2012-10-04 Thread Sascha Cunz
Am Mittwoch, 3. Oktober 2012, 16:13:16 schrieb Jeff King:
> On Wed, Oct 03, 2012 at 12:41:38PM -0700, Shawn O. Pearce wrote:
> > > Out of curiosity, how are you thinking about triggering such a new
> > > behavior in a backwards-compatible way? Invoke git-upload-pack2, and
> > > fall back to reconnecting to start git-upload-pack if it fails?
> > 
> > Basically, yes. New clients connect for git-upload-pack2. Over git://
> > the remote peer will just close the TCP socket with no messages. The
> > client can fallback to git-upload-pack and try again. Over SSH a
> > similar thing will happen in the sense there is no data output from
> > the remote side, so the client can try again. This has the downside of
> > authentication twice over SSH, which may prompt for a password twice.
> > But the user can get out of this by setting remote.NAME.uploadpack =
> > git-upload-pack and thus force the Git client to use the current
> > protocol if they have a new client and must continue to work over SSH
> > with an old server, and don't use an ssh-agent.
> 
> It's a shame that we have to reestablish the TCP or ssh connection to do
> the retry. The password thing is annoying, but also it just wastes a
> round-trip. It means we'd probably want to default the v2 probe to off
> (and let the user turn it on for a specific remote) until v2 is much
> more common than v1. Otherwise everyone pays the price.

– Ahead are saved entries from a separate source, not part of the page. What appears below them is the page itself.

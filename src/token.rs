//! Token kinds and the emitter boundary.
//!
//! `TokenKind` is a small hierarchical taxonomy in the Pygments tradition:
//! every kind has an optional parent (`Keyword.Declaration` is a `Keyword`),
//! and its dotted `name()` is what renderers key their styles on.
//!
//! Tokens are never collected by the engine. They are pushed, in order, into
//! an [`Emitter`] supplied by the caller.

use std::error::Error;
use std::fmt;

#[derive(Debug, Clone, Copy, PartialEq, Eq, Hash)]
pub enum TokenKind {
    Text,
    /// Fallback for input no rule covers (lenient scans only).
    Error,

    Keyword,
    KeywordConstant,
    KeywordDeclaration,
    KeywordNamespace,
    KeywordType,

    Name,
    NameAttribute,
    NameClass,
    NameDecorator,
    NameFunction,
    NameLabel,
    NameNamespace,

    Literal,
    LiteralString,
    LiteralStringChar,
    LiteralNumber,
    LiteralNumberHex,
    LiteralNumberInteger,

    Comment,
    CommentSingle,
    CommentMultiline,

    Operator,
    Punctuation,
}

impl TokenKind {
    /// The next more generic kind, or `None` for a top-level kind.
    pub fn parent(self) -> Option<TokenKind> {
        use TokenKind::*;
        match self {
            Text | Error | Keyword | Name | Literal | Comment | Operator | Punctuation => None,
            KeywordConstant | KeywordDeclaration | KeywordNamespace | KeywordType => Some(Keyword),
            NameAttribute | NameClass | NameDecorator | NameFunction | NameLabel | NameNamespace => Some(Name),
            LiteralString | LiteralNumber => Some(Literal),
            LiteralStringChar => Some(LiteralString),
            LiteralNumberHex | LiteralNumberInteger => Some(LiteralNumber),
            CommentSingle | CommentMultiline => Some(Comment),
        }
    }

    /// Returns true when `self` is `ancestor` or one of its descendants.
    pub fn is_a(self, ancestor: TokenKind) -> bool {
        let mut kind = Some(self);
        while let Some(k) = kind {
            if k == ancestor {
                return true;
            }
            kind = k.parent();
        }
        false
    }

    /// Last segment of the dotted name.
    fn leaf(self) -> &'static str {
        use TokenKind::*;
        match self {
            Text => "Text",
            Error => "Error",
            Keyword => "Keyword",
            KeywordConstant => "Constant",
            KeywordDeclaration => "Declaration",
            KeywordNamespace | NameNamespace => "Namespace",
            KeywordType => "Type",
            Name => "Name",
            NameAttribute => "Attribute",
            NameClass => "Class",
            NameDecorator => "Decorator",
            NameFunction => "Function",
            NameLabel => "Label",
            Literal => "Literal",
            LiteralString => "String",
            LiteralStringChar => "Char",
            LiteralNumber => "Number",
            LiteralNumberHex => "Hex",
            LiteralNumberInteger => "Integer",
            Comment => "Comment",
            CommentSingle => "Single",
            CommentMultiline => "Multiline",
            Operator => "Operator",
            Punctuation => "Punctuation",
        }
    }

    /// Dotted name, e.g. `"Literal.Number.Hex"`.
    pub fn name(self) -> String {
        match self.parent() {
            Some(parent) => format!("{}.{}", parent.name(), self.leaf()),
            None => self.leaf().to_string(),
        }
    }
}

impl fmt::Display for TokenKind {
    fn fmt(&self, f: &mut fmt::Formatter<'_>) -> fmt::Result {
        f.write_str(&self.name())
    }
}

/// A classified lexeme.
#[derive(Debug, Clone, PartialEq, Eq)]
pub struct Token {
    pub kind: TokenKind,
    pub text: String,
}

impl Token {
    pub fn new(kind: TokenKind, text: impl Into<String>) -> Self {
        Token { kind, text: text.into() }
    }
}

/// Failure reported by an [`Emitter`].
///
/// The sink's own error is boxed and handed back untouched through
/// [`EmitError::into_inner`], so callers can downcast to what they produced.
#[derive(Debug, thiserror::Error)]
#[error(transparent)]
pub struct EmitError(Box<dyn Error + Send + Sync>);

impl EmitError {
    pub fn new(err: impl Into<Box<dyn Error + Send + Sync>>) -> Self {
        EmitError(err.into())
    }

    pub fn into_inner(self) -> Box<dyn Error + Send + Sync> {
        self.0
    }
}

/// Sink for the ordered token stream.
///
/// Returning an error aborts the scan immediately; tokens already emitted
/// stay emitted.
pub trait Emitter {
    fn emit(&mut self, kind: TokenKind, text: &str) -> Result<(), EmitError>;
}

impl Emitter for Vec<Token> {
    fn emit(&mut self, kind: TokenKind, text: &str) -> Result<(), EmitError> {
        self.push(Token::new(kind, text));
        Ok(())
    }
}

impl<E: Emitter + ?Sized> Emitter for &mut E {
    fn emit(&mut self, kind: TokenKind, text: &str) -> Result<(), EmitError> {
        (**self).emit(kind, text)
    }
}

/// Adapts a closure into an [`Emitter`].
pub struct FnEmitter<F>(pub F);

impl<F> Emitter for FnEmitter<F>
where
    F: FnMut(TokenKind, &str) -> Result<(), EmitError>,
{
    fn emit(&mut self, kind: TokenKind, text: &str) -> Result<(), EmitError> {
        (self.0)(kind, text)
    }
}
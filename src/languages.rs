//! Language registry.
//!
//! A [`Registry`] pairs language descriptors with their table constructors
//! and memoizes the compiled tables in a [`TableCache`]. Lookups by alias,
//! filename or MIME type only read descriptors; nothing is compiled until a
//! table is actually requested.
//!
//! Named delegation (`Target::Named`) is resolved through the registry that
//! started the run.

use std::sync::Arc;

use once_cell::sync::Lazy;

use crate::engine::{LanguageDescriptor, RuleTable, TableCache};
use crate::error::BuildError;

pub mod java;

static GLOBAL: Lazy<Registry> = Lazy::new(Registry::with_builtins);

/// A registrable language: metadata plus a table constructor.
#[derive(Debug, Clone, Copy)]
pub struct LanguageDef {
    pub descriptor: &'static LanguageDescriptor,
    pub build: fn() -> Result<RuleTable, BuildError>,
}

#[derive(Debug, Default)]
pub struct Registry {
    languages: Vec<LanguageDef>,
    cache: TableCache,
}

impl Registry {
    /// An empty registry.
    pub fn new() -> Self {
        Self::default()
    }

    /// A registry holding every language shipped with the crate.
    pub fn with_builtins() -> Self {
        let mut registry = Registry::new();
        registry.register(java::LANGUAGE);
        registry
    }

    /// The process-wide registry of built-in languages.
    pub fn global() -> &'static Registry {
        &GLOBAL
    }

    /// Add a language. Lookups return the first registered match, so an
    /// earlier registration wins over a later one answering to the same name.
    pub fn register(&mut self, def: LanguageDef) {
        self.languages.push(def);
    }

    pub fn languages(&self) -> impl Iterator<Item = &'static LanguageDescriptor> + '_ {
        self.languages.iter().map(|def| def.descriptor)
    }

    /// Find a language by name or alias (case-insensitive).
    pub fn find(&self, name: &str) -> Option<&LanguageDef> {
        self.languages.iter().find(|def| def.descriptor.answers_to(name))
    }

    pub fn find_by_filename(&self, path: &str) -> Option<&LanguageDef> {
        self.languages.iter().find(|def| def.descriptor.matches_filename(path))
    }

    pub fn find_by_mimetype(&self, mime: &str) -> Option<&LanguageDef> {
        self.languages.iter().find(|def| def.descriptor.matches_mimetype(mime))
    }

    /// The compiled table for `name`, built on first use.
    pub fn table(&self, name: &str) -> Result<Arc<RuleTable>, BuildError> {
        let def = self.find(name).ok_or_else(|| BuildError::UnknownLanguage(name.to_string()))?;
        self.cache.get_or_build(def.descriptor.name, def.build)
    }
}
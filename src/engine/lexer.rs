//! The execution engine.
//!
//! A [`Lexer`] binds one compiled [`RuleTable`] to a registry (for named
//! delegation) and [`Options`]. Each call to [`Lexer::run`] owns its own
//! [`Scan`]: a cursor into the input and a [`StateStack`].
//!
//! One step:
//!
//! ```text
//! tail = input[cursor..]
//! for rule in table[stack.top()]:          (declaration order)
//!     if rule matches at the start of tail with length > 0:
//!         rule.behavior(captures, Context)  (emit / delegate / push / pop)
//!         cursor += match length
//!         return
//! stall -> StallPolicy
//! ```
//!
//! Delegation runs a brand-new `Lexer` over the captured substring, to
//! completion, before the delegating behavior continues. The child writes to
//! the same emitter, so tokens come out in source order. Nesting is bounded by
//! `Options::max_depth`.
//!
//! Offsets in errors are absolute byte offsets into the outermost input, even
//! when raised inside a child run.

use std::time::Instant;

use log::{debug, trace, warn};

use super::behavior::Target;
use super::metrics::RunMetrics;
use super::table::{RuleTable, StateId};
use crate::api::{Options, StallPolicy};
use crate::error::LexError;
use crate::languages::Registry;
use crate::token::{Emitter, TokenKind};

/// Non-empty stack of active states. The top selects the rule set.
#[derive(Debug, Clone, PartialEq, Eq)]
pub struct StateStack(Vec<StateId>);

impl StateStack {
    pub fn new(root: StateId) -> Self {
        StateStack(vec![root])
    }

    pub fn top(&self) -> StateId {
        // Never empty: `pop` refuses to remove the last entry.
        self.0[self.0.len() - 1]
    }

    pub fn push(&mut self, state: StateId) {
        self.0.push(state);
    }

    /// Remove the top entry. Returns `None`, leaving the stack untouched, when
    /// only one entry remains.
    pub fn pop(&mut self) -> Option<StateId> {
        if self.0.len() > 1 { self.0.pop() } else { None }
    }

    pub fn depth(&self) -> usize {
        self.0.len()
    }
}

/// Per-run state: the input, a cursor into it and the state stack.
#[derive(Debug)]
pub struct Scan<'i> {
    input: &'i str,
    cursor: usize,
    stack: StateStack,
    metrics: RunMetrics,
}

impl<'i> Scan<'i> {
    pub fn cursor(&self) -> usize {
        self.cursor
    }

    pub fn stack(&self) -> &StateStack {
        &self.stack
    }

    pub fn is_done(&self) -> bool {
        self.cursor >= self.input.len()
    }

    pub fn metrics(&self) -> &RunMetrics {
        &self.metrics
    }
}

/// A lexer instance bound to one rule table.
#[derive(Debug, Clone, Copy)]
pub struct Lexer<'a> {
    table: &'a RuleTable,
    registry: &'a Registry,
    options: &'a Options,
    /// Nesting level: 0 for a top-level run.
    depth: usize,
    /// Absolute offset of this run's input within the outermost input.
    base: usize,
}

impl<'a> Lexer<'a> {
    pub fn new(table: &'a RuleTable, registry: &'a Registry, options: &'a Options) -> Self {
        Lexer { table, registry, options, depth: 0, base: 0 }
    }

    /// Start a scan of `input` at the root state.
    pub fn scan<'i>(&self, input: &'i str) -> Scan<'i> {
        Scan { input, cursor: 0, stack: StateStack::new(self.table.root()), metrics: RunMetrics::default() }
    }

    /// Tokenize `input` into `emitter`.
    pub fn run(&self, input: &str, emitter: &mut dyn Emitter) -> Result<(), LexError> {
        self.run_with_metrics(input, emitter).map(|_| ())
    }

    /// Same as [`Lexer::run`], also returning counters for the run (children
    /// included).
    pub fn run_with_metrics(&self, input: &str, emitter: &mut dyn Emitter) -> Result<RunMetrics, LexError> {
        let start = Instant::now();
        let mut scan = self.scan(input);
        self.drive(&mut scan, emitter)?;
        let mut metrics = scan.metrics;
        metrics.elapsed = start.elapsed();
        Ok(metrics)
    }

    /// Step until the end of the scan's input or the first error.
    pub fn drive(&self, scan: &mut Scan<'_>, emitter: &mut dyn Emitter) -> Result<(), LexError> {
        while !scan.is_done() {
            self.step(scan, emitter)?;
        }
        Ok(())
    }

    /// Apply exactly one rule (or the stall policy) at the scan's cursor.
    pub fn step(&self, scan: &mut Scan<'_>, emitter: &mut dyn Emitter) -> Result<(), LexError> {
        let input = scan.input;
        let tail = &input[scan.cursor..];
        let origin = self.base + scan.cursor;
        let state = self.table.state(scan.stack.top());
        scan.metrics.steps += 1;

        let selected = state.rules().iter().enumerate().find_map(|(index, rule)| {
            rule.pattern().captures(tail).filter(|caps| !caps[0].is_empty()).map(|caps| (index, rule, caps))
        });

        let Some((index, rule, caps)) = selected else {
            return match self.options.stall {
                StallPolicy::Strict => Err(LexError::Stall { offset: origin, state: state.name() }),
                StallPolicy::Lenient => {
                    let len = tail.chars().next().map_or(1, char::len_utf8);
                    let skipped = &tail[..len];
                    warn!("{}: no rule matched at byte {origin} in `{}`, skipping {skipped:?}", self.name(), state.name());
                    emitter.emit(TokenKind::Error, skipped)?;
                    scan.metrics.tokens += 1;
                    scan.metrics.fallbacks += 1;
                    scan.cursor += len;
                    Ok(())
                }
            };
        };

        let consumed = caps[0].len();
        if self.options.trace {
            trace!(
                "{}[{}] {} @{origin}: rule #{index} /{}/ matched {:?}",
                self.name(),
                self.depth,
                state.name(),
                rule.source(),
                &caps[0]
            );
        }

        let mut cx = Context { lexer: self, stack: &mut scan.stack, emitter, metrics: &mut scan.metrics, origin };
        rule.behavior().apply(&caps, &mut cx)?;
        scan.cursor += consumed;
        Ok(())
    }

    fn name(&self) -> &'static str {
        self.table.descriptor().name
    }

    fn child<'t>(&self, table: &'t RuleTable, offset: usize) -> Result<Lexer<'t>, LexError>
    where
        'a: 't,
    {
        let depth = self.depth + 1;
        if depth > self.options.max_depth {
            return Err(LexError::DepthExceeded { limit: self.options.max_depth, offset });
        }
        Ok(Lexer { table, registry: self.registry, options: self.options, depth, base: offset })
    }
}

/// What a behavior may do while it runs. Lives for one rule invocation.
pub struct Context<'c, 'a> {
    lexer: &'c Lexer<'a>,
    stack: &'c mut StateStack,
    emitter: &'c mut dyn Emitter,
    metrics: &'c mut RunMetrics,
    /// Absolute offset of the match start.
    origin: usize,
}

impl Context<'_, '_> {
    /// Send one token downstream. Empty text is dropped.
    pub fn emit(&mut self, kind: TokenKind, text: &str) -> Result<(), LexError> {
        if text.is_empty() {
            return Ok(());
        }
        self.emitter.emit(kind, text)?;
        self.metrics.tokens += 1;
        Ok(())
    }

    pub fn push(&mut self, state: StateId) {
        self.stack.push(state);
    }

    pub fn pop(&mut self) -> Result<(), LexError> {
        match self.stack.pop() {
            Some(_) => Ok(()),
            None => Err(LexError::PopRoot { offset: self.origin }),
        }
    }

    /// Scan `text` with a fresh lexer of `target`, streaming its tokens into
    /// this run's emitter. `start` is the offset of `text` within the match.
    pub fn delegate(&mut self, target: Target, text: &str, start: usize) -> Result<(), LexError> {
        if text.is_empty() {
            return Ok(());
        }
        let offset = self.origin + start;
        let named;
        let table = match target {
            Target::Current => self.lexer.table,
            Target::Named(language) => {
                named = self.lexer.registry.table(language)?;
                &*named
            }
        };

        let child = self.lexer.child(table, offset)?;
        debug!("{} delegates {} bytes at {offset} to {} (depth {})", self.lexer.name(), text.len(), child.name(), child.depth);

        let mut scan = child.scan(text);
        let result = child.drive(&mut scan, &mut *self.emitter);

        self.metrics.absorb(&scan.metrics, child.depth);
        result
    }
}
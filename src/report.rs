use std::io::Write;

use beni::{EmitError, Emitter, RunMetrics, TokenKind};

mod ansi {
    pub const RESET: &str = "\x1b[0m";
    pub const DIM: &str = "\x1b[2m";
    pub const BOLD: &str = "\x1b[1m";

    pub const RED: &str = "\x1b[31m";
    pub const GREEN: &str = "\x1b[32m";
    pub const YELLOW: &str = "\x1b[33m";
    pub const BLUE: &str = "\x1b[34m";
    pub const MAGENTA: &str = "\x1b[35m";
    pub const CYAN: &str = "\x1b[36m";
    pub const GRAY: &str = "\x1b[90m";

    /// Wraps text in an SGR code, or leaves it alone when colour is off.
    #[derive(Clone, Copy)]
    pub struct Palette(pub bool);

    impl Palette {
        pub fn paint(self, s: impl AsRef<str>, style: &str) -> String {
            if self.0 { format!("{style}{}{RESET}", s.as_ref()) } else { s.as_ref().to_string() }
        }
    }
}

fn kind_color(kind: TokenKind) -> &'static str {
    if kind.is_a(TokenKind::Keyword) {
        ansi::BLUE
    } else if kind.is_a(TokenKind::Name) {
        ansi::CYAN
    } else if kind.is_a(TokenKind::LiteralString) {
        ansi::GREEN
    } else if kind.is_a(TokenKind::Literal) {
        ansi::MAGENTA
    } else if kind.is_a(TokenKind::Comment) {
        ansi::GRAY
    } else if kind == TokenKind::Error {
        ansi::RED
    } else {
        ansi::YELLOW
    }
}

/// Prints each token as `=== Kind: "text"`.
pub struct Printer<W: Write> {
    out: W,
    palette: ansi::Palette,
}

impl<W: Write> Printer<W> {
    pub fn new(out: W, color: bool) -> Self {
        Self { out, palette: ansi::Palette(color) }
    }

    pub fn header(&mut self, name: &str) -> std::io::Result<()> {
        writeln!(self.out, "{}", self.palette.paint(name, ansi::BOLD))
    }

    pub fn metrics(&mut self, metrics: &RunMetrics) -> std::io::Result<()> {
        let p = self.palette;
        writeln!(
            self.out,
            "{} {} tokens  {} {} steps  {} {} delegations (depth {})  {} {} fallbacks  {} {:?}",
            p.paint("│", ansi::DIM),
            p.paint(metrics.tokens.to_string(), ansi::GREEN),
            p.paint("│", ansi::DIM),
            p.paint(metrics.steps.to_string(), ansi::BLUE),
            p.paint("│", ansi::DIM),
            p.paint(metrics.delegations.to_string(), ansi::CYAN),
            metrics.max_depth,
            p.paint("│", ansi::DIM),
            p.paint(metrics.fallbacks.to_string(), if metrics.fallbacks > 0 { ansi::RED } else { ansi::GRAY }),
            p.paint("│", ansi::DIM),
            metrics.elapsed,
        )
    }

    pub fn flush(&mut self) -> std::io::Result<()> {
        self.out.flush()
    }
}

impl<W: Write> Emitter for Printer<W> {
    fn emit(&mut self, kind: TokenKind, text: &str) -> Result<(), EmitError> {
        let label = self.palette.paint(kind.name(), kind_color(kind));
        writeln!(self.out, "=== {label}: {text:?}").map_err(EmitError::new)
    }
}
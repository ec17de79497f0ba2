//! Tokenizing engine.
//!
//! The engine is language-agnostic; languages plug in as [`RuleTable`]s.
//!
//! ## How the parts work together
//!
//! ```text
//! TableBuilder ── build ──> RuleTable        (table.rs)
//!                   │         states -> ordered rules (anchored regex + behavior)
//!                   │
//! TableCache::get_or_build                   (cache.rs)
//!                   │         once per language, shared as Arc<RuleTable>
//!                   v
//! Lexer::run(input, emitter)                 (lexer.rs)
//!     loop step():
//!       - top of StateStack selects the rule set
//!       - first rule matching at the cursor wins
//!       - Behavior::apply                    (behavior.rs)
//!           emit / push / pop / delegate -> child Lexer over a substring
//!       - cursor += match length
//! ```
//!
//! ## Responsibilities by module
//!
//! - `table.rs`: descriptors, pattern flags, the builder and compiled table.
//! - `behavior.rs`: the behavior/action data types and how they execute.
//! - `lexer.rs`: cursor/stack driving, stall policy, delegation.
//! - `cache.rs`: thread-safe once-per-key table memoization.
//! - `metrics.rs`: counters and timing for a run.
//!
//! ## Debugging
//!
//! Set `Options::trace` and run with `RUST_LOG=beni=trace` to log every rule
//! selection.

#[path = "engine/behavior.rs"]
mod behavior;
#[path = "engine/cache.rs"]
mod cache;
#[path = "engine/lexer.rs"]
mod lexer;
#[path = "engine/metrics.rs"]
mod metrics;
#[path = "engine/table.rs"]
mod table;
#[cfg(test)]
#[path = "engine/tests.rs"]
mod tests;

pub use behavior::{Action, Behavior, Target};
pub use cache::TableCache;
pub use lexer::{Context, Lexer, Scan, StateStack};
pub use metrics::RunMetrics;
pub use table::{
    LanguageDescriptor, PatternFlags, ROOT, Rule, RuleSpec, RuleTable, State, StateId, TableBuilder, words,
};
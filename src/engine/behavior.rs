//! Behavior combinators.
//!
//! A behavior is what a rule does once its pattern matched. Behaviors are
//! plain data so tables stay declarative and can be inspected in tests:
//!
//! ```text
//! Emit(kind)               whole match -> one token
//! EmitAndPush(kind, s)     ... then push state `s`
//! EmitAndPop(kind)         ... then pop the active state
//! Delegate(target)         whole match -> nested run of `target`
//! Composite([action..])    ordered actions over individual capture groups
//! ```
//!
//! `S` is the state reference: `&'static str` while a table is being written,
//! [`StateId`] once it is compiled.

use regex::Captures;

use super::lexer::Context;
use super::table::StateId;
use crate::error::LexError;
use crate::token::TokenKind;

/// Which language a delegated substring is handed to.
#[derive(Debug, Clone, Copy, PartialEq, Eq, Hash)]
pub enum Target {
    /// A fresh run of the table doing the delegating.
    Current,
    /// A fresh run of another registered language, by name or alias.
    Named(&'static str),
}

#[derive(Debug, Clone, PartialEq, Eq)]
pub enum Action<S = StateId> {
    Emit { group: usize, kind: TokenKind },
    Delegate { group: usize, target: Target },
    Push(S),
    Pop,
}

impl<S> Action<S> {
    pub fn emit(group: usize, kind: TokenKind) -> Self {
        Action::Emit { group, kind }
    }

    pub fn delegate(group: usize, target: Target) -> Self {
        Action::Delegate { group, target }
    }

    fn group(&self) -> Option<usize> {
        match self {
            Action::Emit { group, .. } | Action::Delegate { group, .. } => Some(*group),
            Action::Push(_) | Action::Pop => None,
        }
    }

    fn resolve<T, E>(self, f: &mut impl FnMut(S) -> Result<T, E>) -> Result<Action<T>, E> {
        Ok(match self {
            Action::Emit { group, kind } => Action::Emit { group, kind },
            Action::Delegate { group, target } => Action::Delegate { group, target },
            Action::Push(state) => Action::Push(f(state)?),
            Action::Pop => Action::Pop,
        })
    }
}

#[derive(Debug, Clone, PartialEq, Eq)]
pub enum Behavior<S = StateId> {
    Emit(TokenKind),
    EmitAndPush(TokenKind, S),
    EmitAndPop(TokenKind),
    Delegate(Target),
    Composite(Vec<Action<S>>),
}

impl<S> Behavior<S> {
    /// Capture groups this behavior reads (0 is the whole match).
    pub fn groups(&self) -> impl Iterator<Item = usize> + '_ {
        let actions: &[Action<S>] = match self {
            Behavior::Composite(actions) => actions.as_slice(),
            _ => &[],
        };
        actions.iter().filter_map(Action::group)
    }

    /// Map every state reference through `f`.
    pub fn resolve<T, E>(self, mut f: impl FnMut(S) -> Result<T, E>) -> Result<Behavior<T>, E> {
        Ok(match self {
            Behavior::Emit(kind) => Behavior::Emit(kind),
            Behavior::EmitAndPush(kind, state) => Behavior::EmitAndPush(kind, f(state)?),
            Behavior::EmitAndPop(kind) => Behavior::EmitAndPop(kind),
            Behavior::Delegate(target) => Behavior::Delegate(target),
            Behavior::Composite(actions) => {
                Behavior::Composite(actions.into_iter().map(|a| a.resolve(&mut f)).collect::<Result<_, _>>()?)
            }
        })
    }
}

impl Behavior {
    /// Run the behavior for one match.
    pub(crate) fn apply(&self, caps: &Captures<'_>, cx: &mut Context<'_, '_>) -> Result<(), LexError> {
        let whole = &caps[0];
        match self {
            Behavior::Emit(kind) => cx.emit(*kind, whole),
            Behavior::EmitAndPush(kind, state) => {
                cx.emit(*kind, whole)?;
                cx.push(*state);
                Ok(())
            }
            Behavior::EmitAndPop(kind) => {
                cx.emit(*kind, whole)?;
                cx.pop()
            }
            Behavior::Delegate(target) => cx.delegate(*target, whole, 0),
            Behavior::Composite(actions) => {
                for action in actions {
                    match *action {
                        Action::Emit { group, kind } => {
                            if let Some(m) = caps.get(group) {
                                cx.emit(kind, m.as_str())?;
                            }
                        }
                        Action::Delegate { group, target } => {
                            if let Some(m) = caps.get(group) {
                                cx.delegate(target, m.as_str(), m.start())?;
                            }
                        }
                        Action::Push(state) => cx.push(state),
                        Action::Pop => cx.pop()?,
                    }
                }
                Ok(())
            }
        }
    }
}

Would it be possible to use this workflow:

- Every client connects per default to v1

- If server is capable of v2, it sends a flag along with the usual response
  (A v1 server will obviously not send that flag)

- If client is also capable of v2 and gets the flag, it enables v2 for
  just that remote (probably unless the user said, "i never want to")

- Next time the client connects to that remote it will use v2.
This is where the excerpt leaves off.